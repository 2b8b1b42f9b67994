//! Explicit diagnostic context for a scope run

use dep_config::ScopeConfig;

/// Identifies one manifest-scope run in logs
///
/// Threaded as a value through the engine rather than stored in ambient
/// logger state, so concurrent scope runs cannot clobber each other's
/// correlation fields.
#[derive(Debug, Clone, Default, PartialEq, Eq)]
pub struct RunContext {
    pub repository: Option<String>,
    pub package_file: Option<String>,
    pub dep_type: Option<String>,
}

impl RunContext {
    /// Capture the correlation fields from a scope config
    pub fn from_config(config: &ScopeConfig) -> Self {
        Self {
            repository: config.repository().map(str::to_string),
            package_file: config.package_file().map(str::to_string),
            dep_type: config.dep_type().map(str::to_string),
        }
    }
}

* * *

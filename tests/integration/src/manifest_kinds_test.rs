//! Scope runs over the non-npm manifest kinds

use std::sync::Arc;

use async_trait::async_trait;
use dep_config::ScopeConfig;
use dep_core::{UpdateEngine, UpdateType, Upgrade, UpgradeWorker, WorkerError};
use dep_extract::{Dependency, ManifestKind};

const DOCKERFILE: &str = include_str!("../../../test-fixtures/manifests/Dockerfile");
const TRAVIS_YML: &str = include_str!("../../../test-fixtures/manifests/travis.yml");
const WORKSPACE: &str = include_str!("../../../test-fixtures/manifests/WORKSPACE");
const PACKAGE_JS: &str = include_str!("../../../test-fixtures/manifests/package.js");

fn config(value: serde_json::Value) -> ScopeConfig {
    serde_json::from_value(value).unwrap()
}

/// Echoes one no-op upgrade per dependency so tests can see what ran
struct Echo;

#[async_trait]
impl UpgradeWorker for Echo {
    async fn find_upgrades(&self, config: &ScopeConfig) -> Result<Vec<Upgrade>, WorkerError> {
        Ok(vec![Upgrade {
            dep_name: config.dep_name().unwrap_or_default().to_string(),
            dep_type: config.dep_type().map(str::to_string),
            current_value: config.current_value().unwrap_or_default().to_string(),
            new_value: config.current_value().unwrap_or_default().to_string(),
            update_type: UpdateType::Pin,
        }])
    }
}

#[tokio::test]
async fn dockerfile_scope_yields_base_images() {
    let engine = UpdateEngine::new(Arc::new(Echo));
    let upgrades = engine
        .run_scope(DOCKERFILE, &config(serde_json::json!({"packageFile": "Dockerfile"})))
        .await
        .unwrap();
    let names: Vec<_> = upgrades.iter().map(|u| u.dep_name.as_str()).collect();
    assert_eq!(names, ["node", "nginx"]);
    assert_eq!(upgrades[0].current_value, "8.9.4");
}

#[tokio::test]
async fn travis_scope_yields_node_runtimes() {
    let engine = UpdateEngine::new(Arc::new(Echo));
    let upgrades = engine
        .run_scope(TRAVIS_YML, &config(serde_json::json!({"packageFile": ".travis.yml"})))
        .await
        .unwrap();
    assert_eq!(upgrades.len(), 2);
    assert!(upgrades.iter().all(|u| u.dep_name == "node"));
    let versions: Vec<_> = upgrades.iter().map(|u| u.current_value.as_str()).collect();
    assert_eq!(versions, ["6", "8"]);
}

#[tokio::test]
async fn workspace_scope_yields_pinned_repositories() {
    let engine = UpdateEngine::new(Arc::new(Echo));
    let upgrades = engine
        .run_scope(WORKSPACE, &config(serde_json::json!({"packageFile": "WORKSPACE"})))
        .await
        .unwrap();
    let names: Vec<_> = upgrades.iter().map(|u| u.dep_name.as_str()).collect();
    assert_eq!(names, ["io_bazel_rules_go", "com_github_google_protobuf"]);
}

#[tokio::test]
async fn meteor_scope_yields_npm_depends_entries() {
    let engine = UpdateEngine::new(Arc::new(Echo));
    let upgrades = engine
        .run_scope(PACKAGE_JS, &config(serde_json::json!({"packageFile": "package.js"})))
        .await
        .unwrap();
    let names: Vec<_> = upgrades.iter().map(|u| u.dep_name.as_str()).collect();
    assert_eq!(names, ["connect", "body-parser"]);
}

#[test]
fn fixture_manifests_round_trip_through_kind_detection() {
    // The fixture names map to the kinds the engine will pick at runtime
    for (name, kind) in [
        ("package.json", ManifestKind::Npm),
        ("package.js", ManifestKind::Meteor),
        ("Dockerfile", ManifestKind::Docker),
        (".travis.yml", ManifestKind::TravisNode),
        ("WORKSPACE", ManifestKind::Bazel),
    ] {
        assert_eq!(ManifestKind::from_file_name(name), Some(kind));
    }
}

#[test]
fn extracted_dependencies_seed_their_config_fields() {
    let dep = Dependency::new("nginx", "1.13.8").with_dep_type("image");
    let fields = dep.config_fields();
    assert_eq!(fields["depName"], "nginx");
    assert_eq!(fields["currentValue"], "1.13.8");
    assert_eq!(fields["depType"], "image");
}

--

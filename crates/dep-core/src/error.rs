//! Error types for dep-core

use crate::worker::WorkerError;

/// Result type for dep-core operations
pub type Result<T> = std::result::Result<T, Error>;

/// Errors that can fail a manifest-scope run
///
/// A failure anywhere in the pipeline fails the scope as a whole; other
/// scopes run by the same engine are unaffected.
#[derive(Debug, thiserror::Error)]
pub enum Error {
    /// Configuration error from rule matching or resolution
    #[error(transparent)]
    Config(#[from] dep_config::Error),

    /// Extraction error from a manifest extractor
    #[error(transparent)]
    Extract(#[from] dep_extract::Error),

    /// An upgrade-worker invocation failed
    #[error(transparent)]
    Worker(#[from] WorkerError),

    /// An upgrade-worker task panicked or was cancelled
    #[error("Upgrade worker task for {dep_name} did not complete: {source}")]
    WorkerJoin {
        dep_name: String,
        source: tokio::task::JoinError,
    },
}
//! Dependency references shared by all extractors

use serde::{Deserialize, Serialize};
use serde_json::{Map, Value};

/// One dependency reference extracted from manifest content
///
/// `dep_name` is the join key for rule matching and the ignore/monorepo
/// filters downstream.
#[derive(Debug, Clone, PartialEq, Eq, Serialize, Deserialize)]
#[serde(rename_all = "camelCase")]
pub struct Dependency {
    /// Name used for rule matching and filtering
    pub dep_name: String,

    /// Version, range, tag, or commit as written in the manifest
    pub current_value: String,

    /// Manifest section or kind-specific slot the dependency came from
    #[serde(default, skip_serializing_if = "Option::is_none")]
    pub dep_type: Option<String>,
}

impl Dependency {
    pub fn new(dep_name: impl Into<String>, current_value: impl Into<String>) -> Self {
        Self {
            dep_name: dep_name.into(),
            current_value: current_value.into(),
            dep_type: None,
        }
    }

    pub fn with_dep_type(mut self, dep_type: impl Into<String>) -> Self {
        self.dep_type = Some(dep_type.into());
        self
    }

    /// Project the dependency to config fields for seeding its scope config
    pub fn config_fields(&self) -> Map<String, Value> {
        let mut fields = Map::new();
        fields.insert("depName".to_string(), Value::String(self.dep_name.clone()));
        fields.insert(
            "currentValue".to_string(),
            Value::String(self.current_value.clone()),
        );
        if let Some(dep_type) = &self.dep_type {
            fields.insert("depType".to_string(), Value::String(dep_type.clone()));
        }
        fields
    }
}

WORK TO BE COMPLETED:
The answer must be every line of the records above that holds the word "PartialEq".

REPLY:
#[derive(Debug, Clone, Default, PartialEq, Eq)]
#[derive(Debug, Clone, PartialEq, Eq, Serialize, Deserialize)]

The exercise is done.